Andrew Glassner's Interactive Storytelling is straightforward and thorough. The book is meaty and nutritious for game designers, while Crawford served a more exotic dish. Glassner divides the book into the Story section, the Game section, and the Merging section. Each gives an overview of all the fundamentals that Glassner can come up with.

The Story third of the book reviews common plot structures and features of stories (since time immemorial), and it includes some basic helpful hints. Avoid direct on-the-nose dialogue. Villains must feel internally justified. Characters should have interesting internal lives as well as external ones. It's a lot of bread-and-butter advice of the sort that would be most useful to someone coming from a more technical background.

The Game section is easily the weakest. Glassner spends most of it listing the different ways in which games can be classified. While constructing a vocabulary for the medium is important (and even inspired a few earlier blog posts), this sort of listing didn't really build to anything. Glassner never applies his classifications. We're left to wait for Raph Koster's game grammar for that, I suppose. But this section did include a few interesting ideas, such as a few thought experiments borrowed from game theory and an introduction of the Go terms sente and gote.

The section discussing the merging of games and stories is certainly the heart of the book, and most of the interesting analysis shows up here. After a brief comparison of the forms (identifying several polarities), Glassner entertains the idea that perhaps it's impossible to have a game and a story work synergistically. He makes a good case that it can't be done. In fact, he makes such a good case that one starts to reconsider the whole book with skepticism.

But Glassner is willing to offer enough interesting ideas in the rest of the book that the reader's enthusiasm (if not his confidence) is restored. After discussing and identifying several options (multiple-choice dialogue, hypertext fiction) and making some critical observations (loss of control always breaks immersion, "believable" is more important than "realistic"), Glassner concludes by listing a set of hypothetical interactive story "experiments". They're all quite intriguing, and they leave me with some hope that a merger of these media can be accomplished.
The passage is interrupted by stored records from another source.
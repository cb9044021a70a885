//! # quiesce-core
//!
//! Idle detection and synchronized action execution for in-process UI test
//! agents.
//!
//! Instrumented application code registers *busy tokens* (network requests,
//! animations, dispatched blocks, timers) while it works. Test actions pass
//! through a synchronized executor that waits until no tokens are
//! outstanding and every busy predicate is clear, then runs the action on
//! the application's main context.
//!
//! ## Modules
//!
//! - [`tracker`] - Registry of outstanding busy tokens with stuck-token eviction
//! - [`filter`] - Glob patterns for token handles that never count as busy
//! - [`predicate`] - Pluggable busy predicates (main queue, quiet period)
//! - [`evaluator`] - Idle verdicts, busy diagnostics and settle waiting
//! - [`backend`] - Legacy (polling) and current (event-driven) strategies
//! - [`main_queue`] - The main execution context actions run on
//! - [`executor`] - The synchronized action gate
//! - [`crash`] - Crash reporting and forwarding to the harness
//! - [`sweeper`] - Background eviction of stuck tokens
//! - [`events`] - Broadcast events for observers
//! - [`config`] - Persistent configuration (`~/.quiesce/config.json`)
//! - [`interaction`] - Seam for the external element selector
//! - [`manager`] - The process-wide context object tying it all together
//!
//! ## Strategy selection
//!
//! The `QUIESCE_USE_LEGACY_SYNC` environment flag (or `use_legacy_sync` in the
//! config file) selects the legacy polling strategy. It is read once per
//! process; a manager never changes strategy after construction.
//!
//! ## Example
//!
//! ```no_run
//! use quiesce_core::config::SyncConfig;
//! use quiesce_core::manager::SyncManager;
//! use quiesce_core::tracker::TokenKind;
//!
//! let manager = SyncManager::new(SyncConfig::load()).expect("failed to start");
//!
//! let animation = manager.register(TokenKind::Animation, None);
//! assert!(!manager.is_idle());
//! manager.deregister(animation);
//!
//! manager
//!     .safe_execute_sync(|| println!("app is idle, tapping"))
//!     .expect("app never settled");
//! ```

pub mod backend;
pub mod config;
pub mod crash;
pub mod evaluator;
pub mod events;
pub mod executor;
pub mod filter;
pub mod interaction;
pub mod main_queue;
pub mod manager;
pub mod predicate;
pub mod sweeper;
pub mod tracker;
My one gripe with Glassner's approach to uniting stories and games is that he seems to require the resulting story to be entertaining to watch. Again and again he makes the (correct) claim that "people are bad actors." But we aren't asking players to act for the benefit of an audience. All we're asking is that they experience the story firsthand.

Call of Duty 4, as the highly-regarded game critic Ben Croshaw pointed out, has a run-of-the-mill, modern conflict grab-bag story. Some Arabs here, some Russians there, throw in a nuke or two and ship the game. But the focus on immersion and the first-person experience made the game ridiculously fun and, more importantly, genuinely moving. It's that sort of focus on the player experience that will establish games as an art.